PI: Nichols A. Romero, LCF

Objective: Our metascalable (or “design once, scale on new architectures”) simulation approach achieves portable performance on current and future computing platforms based on a novel divide-conquer-“recombine” (DCR) algorithmic framework for (1) lean divide-and-conquer density functional theory (LDC-DFT) for QMD simulations with minimal O(N) prefactor, and (2) extended Lagrangian RMD (XRMD) to eliminate the speed-limiting charge iterations in RMD simulations. Key to metascalability is global-local separation achieved by our globally scalable/reproducible and locally fast (GSLF) solvers based on (1) a new scalable and reproducible global summation method, and (2) fast shift-collapse (SC) computation of local n-tuples.

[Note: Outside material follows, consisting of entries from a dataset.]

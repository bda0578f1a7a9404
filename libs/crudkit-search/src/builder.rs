//! Predicate builder: filter descriptors → joins + one composed condition.
//!
//! The builder never touches a query. It produces a [`SearchPlan`] and the
//! plan is attached in one infallible step, so a failing filter leaves the
//! caller's query exactly as it was.

use std::collections::HashSet;
use std::sync::Arc;

use sea_orm::sea_query::{
    Alias, Expr, IntoCondition, JoinType, LikeExpr, SelectStatement, SimpleExpr,
};
use sea_orm::{Condition, DbBackend, EntityTrait, Order, Value};
use serde::{Deserialize, Serialize};

use crate::coerce::{coerce, coerce_many};
use crate::error::{SearchError, SearchResult};
use crate::filter::{LinkType, Operator, SearchFilter};
use crate::join::{Cardinality, JoinCache, JoinClause, Leaf, ResolvedField};
use crate::kind::FieldKind;
use crate::params::RawValue;
use crate::schema::{EntitySchema, FieldDef, SchemaRegistry};

/// Fluent builder for one search.
///
/// ```
/// use crudkit_search::{
///     EntitySchema, FieldKind, LinkType, PredicateBuilder, SchemaRegistry, SearchParams,
///     parse_search_filters,
/// };
///
/// let registry = SchemaRegistry::new()
///     .with(
///         EntitySchema::new("person")
///             .scalar_column("name", "name", FieldKind::String)
///             .to_one_table("account", "account", "account_id", "id"),
///     )
///     .with(
///         EntitySchema::new("account")
///             .scalar_column("username", "username", FieldKind::String),
///     );
///
/// let params = SearchParams::new()
///     .with("EQ_account.username", "alice")
///     .with("LIKE_name", "li");
/// let filters = parse_search_filters(&params).unwrap();
///
/// let plan = PredicateBuilder::new(&registry, "person")
///     .link(LinkType::Or)
///     .build(filters.values())
///     .unwrap();
/// assert_eq!(plan.joins().len(), 1);
/// assert!(plan.condition().is_some());
/// ```
#[must_use]
pub struct PredicateBuilder<'r> {
    registry: &'r SchemaRegistry,
    root: String,
    link: LinkType,
    group_fields: Vec<String>,
    sort: Vec<SortKey>,
    conditions: Vec<Condition>,
    text_type: &'static str,
}

/// One ORDER BY entry on a root scalar field.
#[derive(Clone, Debug, PartialEq, Eq, Serialize, Deserialize)]
pub struct SortKey {
    pub field: String,
    #[serde(default)]
    pub descending: bool,
}

impl SortKey {
    #[must_use]
    pub fn asc(field: impl Into<String>) -> Self {
        Self {
            field: field.into(),
            descending: false,
        }
    }

    #[must_use]
    pub fn desc(field: impl Into<String>) -> Self {
        Self {
            field: field.into(),
            descending: true,
        }
    }
}

impl<'r> PredicateBuilder<'r> {
    #[must_use]
    pub fn new(registry: &'r SchemaRegistry, root_table: impl Into<String>) -> Self {
        Self {
            registry,
            root: root_table.into(),
            link: LinkType::default(),
            group_fields: Vec::new(),
            sort: Vec::new(),
            conditions: Vec::new(),
            text_type: "text",
        }
    }

    /// Builder rooted at a `SeaORM` entity's table.
    #[must_use]
    pub fn for_entity<E: EntityTrait>(registry: &'r SchemaRegistry) -> Self {
        Self::new(registry, E::default().table_name())
    }

    pub fn link(mut self, link: LinkType) -> Self {
        self.link = link;
        self
    }

    /// Target engine. Only decides the type non-text columns are cast to
    /// for LIKE (`char` on `MySQL`, `text` elsewhere).
    pub fn backend(mut self, backend: DbBackend) -> Self {
        self.text_type = if backend == DbBackend::MySql { "char" } else { "text" };
        self
    }

    /// Root fields to project and group by. Duplicates are dropped, first
    /// occurrence wins.
    pub fn group_by<I, S>(mut self, fields: I) -> Self
    where
        I: IntoIterator<Item = S>,
        S: Into<String>,
    {
        self.group_fields.extend(fields.into_iter().map(Into::into));
        self
    }

    /// Sort keys, applied in order.
    pub fn sort<I>(mut self, keys: I) -> Self
    where
        I: IntoIterator<Item = SortKey>,
    {
        self.sort.extend(keys);
        self
    }

    /// Externally supplied predicate, combined with the filters under the
    /// same link.
    pub fn condition(mut self, condition: impl IntoCondition) -> Self {
        self.conditions.push(condition.into_condition());
        self
    }

    /// Translate `filters` into a plan.
    ///
    /// # Errors
    /// The first failing filter aborts the build: `UnresolvableFieldPath`,
    /// `MalformedSearchValue` or `SchemaMismatch`.
    pub fn build<'f, I>(self, filters: I) -> SearchResult<SearchPlan>
    where
        I: IntoIterator<Item = &'f SearchFilter>,
    {
        let root = Arc::clone(self.registry.require(&self.root)?);
        let mut cache = JoinCache::new();
        let mut predicates: Vec<Condition> = Vec::new();

        for filter in filters {
            let field = cache.resolve(self.registry, &root, filter.field_path())?;
            let predicate = predicate_for(filter, &field, self.text_type).inspect_err(|e| {
                tracing::debug!(
                    path = filter.field_path(),
                    operator = %filter.operator(),
                    error = %e,
                    "search filter rejected"
                );
            })?;
            predicates.push(predicate.into_condition());
        }
        let filter_count = predicates.len();

        predicates.extend(self.conditions);
        let condition = (!predicates.is_empty()).then(|| {
            let composed = match self.link {
                LinkType::And => Condition::all(),
                LinkType::Or => Condition::any(),
            };
            predicates.into_iter().fold(composed, Condition::add)
        });

        let group_by = group_columns(&root, &self.group_fields)?;
        let order_by = self
            .sort
            .iter()
            .map(|key| {
                let column = root_column(&root, &key.field, "sort")?;
                let order = if key.descending { Order::Desc } else { Order::Asc };
                Ok((column, order))
            })
            .collect::<SearchResult<Vec<_>>>()?;
        let joins = cache.into_clauses();
        // A to-many join repeats the root row once per matching child.
        let distinct = group_by.is_empty()
            && joins.iter().any(|j| j.cardinality == Cardinality::ToMany);

        tracing::debug!(
            root = root.table(),
            filters = filter_count,
            joins = joins.len(),
            link = %self.link,
            grouped = !group_by.is_empty(),
            distinct,
            "search plan built"
        );

        Ok(SearchPlan {
            root_alias: root.table().to_owned(),
            joins,
            condition,
            group_by,
            order_by,
            distinct,
            filter_count,
        })
    }
}

fn root_column(root: &EntitySchema, name: &str, purpose: &str) -> SearchResult<String> {
    match root.field(name) {
        Some(FieldDef::Scalar { column, .. }) => Ok(column.clone()),
        Some(_) => Err(SearchError::unresolvable(
            name,
            format!("{purpose} fields must be scalar fields of the root entity"),
        )),
        None => Err(SearchError::unresolvable(
            name,
            format!("'{name}' is not a field of '{}'", root.table()),
        )),
    }
}

fn group_columns(root: &EntitySchema, fields: &[String]) -> SearchResult<Vec<String>> {
    let mut seen = HashSet::new();
    let mut columns = Vec::new();
    for name in fields {
        if seen.insert(name.as_str()) {
            columns.push(root_column(root, name, "group")?);
        }
    }
    Ok(columns)
}

fn predicate_for(
    filter: &SearchFilter,
    field: &ResolvedField,
    text_type: &str,
) -> SearchResult<SimpleExpr> {
    let col = Expr::col((Alias::new(&field.alias), Alias::new(&field.column)));

    Ok(match filter.operator() {
        Operator::Eq => col.eq(scalar_value(filter, field)?),
        Operator::Like => {
            let pattern = LikeExpr::new(like_contains(&like_text(filter, field)?)).escape('\\');
            match field.leaf {
                Leaf::Scalar(kind) if !kind.is_text() => {
                    Expr::expr(col.cast_as(Alias::new(text_type))).like(pattern)
                }
                _ => col.like(pattern),
            }
        }
        Operator::Gt => col.gt(ordered_value(filter, field)?),
        Operator::Lt => col.lt(ordered_value(filter, field)?),
        Operator::Gte => col.gte(ordered_value(filter, field)?),
        Operator::Lte => col.lte(ordered_value(filter, field)?),
        Operator::In => col.is_in(member_values(filter, field)?),
        Operator::IsNull => col.is_null(),
        Operator::IsNotNull => col.is_not_null(),
    })
}

/// Raw value and scalar kind a value operator compares against.
fn operand<'a>(
    filter: &'a SearchFilter,
    field: &ResolvedField,
) -> SearchResult<(&'a RawValue, FieldKind)> {
    let path = filter.field_path();
    let Some(raw) = filter.value() else {
        return Err(SearchError::malformed(
            path,
            format!("{} requires a value", filter.operator()),
        ));
    };
    match field.leaf {
        Leaf::Scalar(kind) => Ok((raw, kind)),
        Leaf::Relation => Err(SearchError::malformed(
            path,
            format!(
                "{} cannot be applied to a relation, use ISNULL or ISNOTNULL",
                filter.operator()
            ),
        )),
    }
}

fn scalar_value(filter: &SearchFilter, field: &ResolvedField) -> SearchResult<Value> {
    let (raw, kind) = operand(filter, field)?;
    coerce(raw, kind).map_err(|e| SearchError::malformed(filter.field_path(), e.to_string()))
}

fn ordered_value(filter: &SearchFilter, field: &ResolvedField) -> SearchResult<Value> {
    let (_, kind) = operand(filter, field)?;
    if !kind.is_ordered() {
        return Err(SearchError::malformed(
            filter.field_path(),
            format!("{kind} values are not order-comparable"),
        ));
    }
    scalar_value(filter, field)
}

fn member_values(filter: &SearchFilter, field: &ResolvedField) -> SearchResult<Vec<Value>> {
    let (raw, kind) = operand(filter, field)?;
    coerce_many(raw, kind).map_err(|e| SearchError::malformed(filter.field_path(), e.to_string()))
}

/// LIKE works on the raw text whatever the declared kind.
fn like_text(filter: &SearchFilter, field: &ResolvedField) -> SearchResult<String> {
    let (raw, _) = operand(filter, field)?;
    match raw {
        RawValue::List(items) => match items.as_slice() {
            [single] => Ok(single.clone()),
            _ => Err(SearchError::malformed(
                filter.field_path(),
                "LIKE takes a single value",
            )),
        },
        other => Ok(other.to_string()),
    }
}

fn like_escape(s: &str) -> String {
    let mut out = String::with_capacity(s.len());
    for ch in s.chars() {
        match ch {
            '%' | '_' | '\\' => {
                out.push('\\');
                out.push(ch);
            }
            c => out.push(c),
        }
    }
    out
}

fn like_contains(s: &str) -> String {
    format!("%{}%", like_escape(s))
}

/// Joins, condition and grouping for one search, ready to attach to a query.
#[derive(Clone, Debug)]
pub struct SearchPlan {
    root_alias: String,
    joins: Vec<JoinClause>,
    condition: Option<Condition>,
    group_by: Vec<String>,
    order_by: Vec<(String, Order)>,
    distinct: bool,
    filter_count: usize,
}

impl SearchPlan {
    /// Install joins, the composed condition and grouping on `stmt`.
    ///
    /// With no filters and no external predicates nothing is added to the
    /// WHERE clause.
    pub fn apply(&self, stmt: &mut SelectStatement) {
        if self.distinct {
            stmt.distinct();
        }

        for join in &self.joins {
            stmt.join_as(
                JoinType::LeftJoin,
                Alias::new(&join.table),
                Alias::new(&join.alias),
                Expr::col((Alias::new(&join.left_alias), Alias::new(&join.left_col)))
                    .equals((Alias::new(&join.alias), Alias::new(&join.right_col))),
            );
        }

        if let Some(condition) = &self.condition {
            stmt.cond_where(condition.clone());
        }

        if !self.group_by.is_empty() {
            stmt.clear_selects();
            for column in &self.group_by {
                stmt.column((Alias::new(&self.root_alias), Alias::new(column)));
                stmt.group_by_col((Alias::new(&self.root_alias), Alias::new(column)));
            }
        }

        for (column, order) in &self.order_by {
            stmt.order_by((Alias::new(&self.root_alias), Alias::new(column)), order.clone());
        }
    }

    /// Table name the root entity is addressed by.
    #[must_use]
    pub fn root_alias(&self) -> &str {
        &self.root_alias
    }

    /// Join clauses in creation order.
    #[must_use]
    pub fn joins(&self) -> &[JoinClause] {
        &self.joins
    }

    #[must_use]
    pub fn condition(&self) -> Option<&Condition> {
        self.condition.as_ref()
    }

    /// Root columns projected and grouped, in order.
    #[must_use]
    pub fn group_by(&self) -> &[String] {
        &self.group_by
    }

    /// Root columns sorted on, in order.
    #[must_use]
    pub fn order_by(&self) -> &[(String, Order)] {
        &self.order_by
    }

    /// `true` when a to-many join forces `SELECT DISTINCT` on the root row.
    #[must_use]
    pub fn is_distinct(&self) -> bool {
        self.distinct
    }

    /// Number of parsed filters turned into predicates.
    #[must_use]
    pub fn filter_count(&self) -> usize {
        self.filter_count
    }
}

Our codes are scalable beyond petaflop/s. Our 39.8 trillion electronic degrees-of-freedom QMD and 68 billion-atom RMD benchmarks have achieved parallel efficiency exceeding 0.98 and 51% of the theoretical floating-point performance on 786,432 Blue Gene/Q cores. Performance-portability of our simulation algorithms has been verified on general-purpose graphics processing units (GPGPUs) and early Intel Xeon Phi.

Testbed description: We will test the performance portability of our quantum molecular dynamics (QMD) and reactive molecular dynamics (RMD) simulation codes to the Intel Xeon Phi Knights Landing (KNL) and other advanced architectures.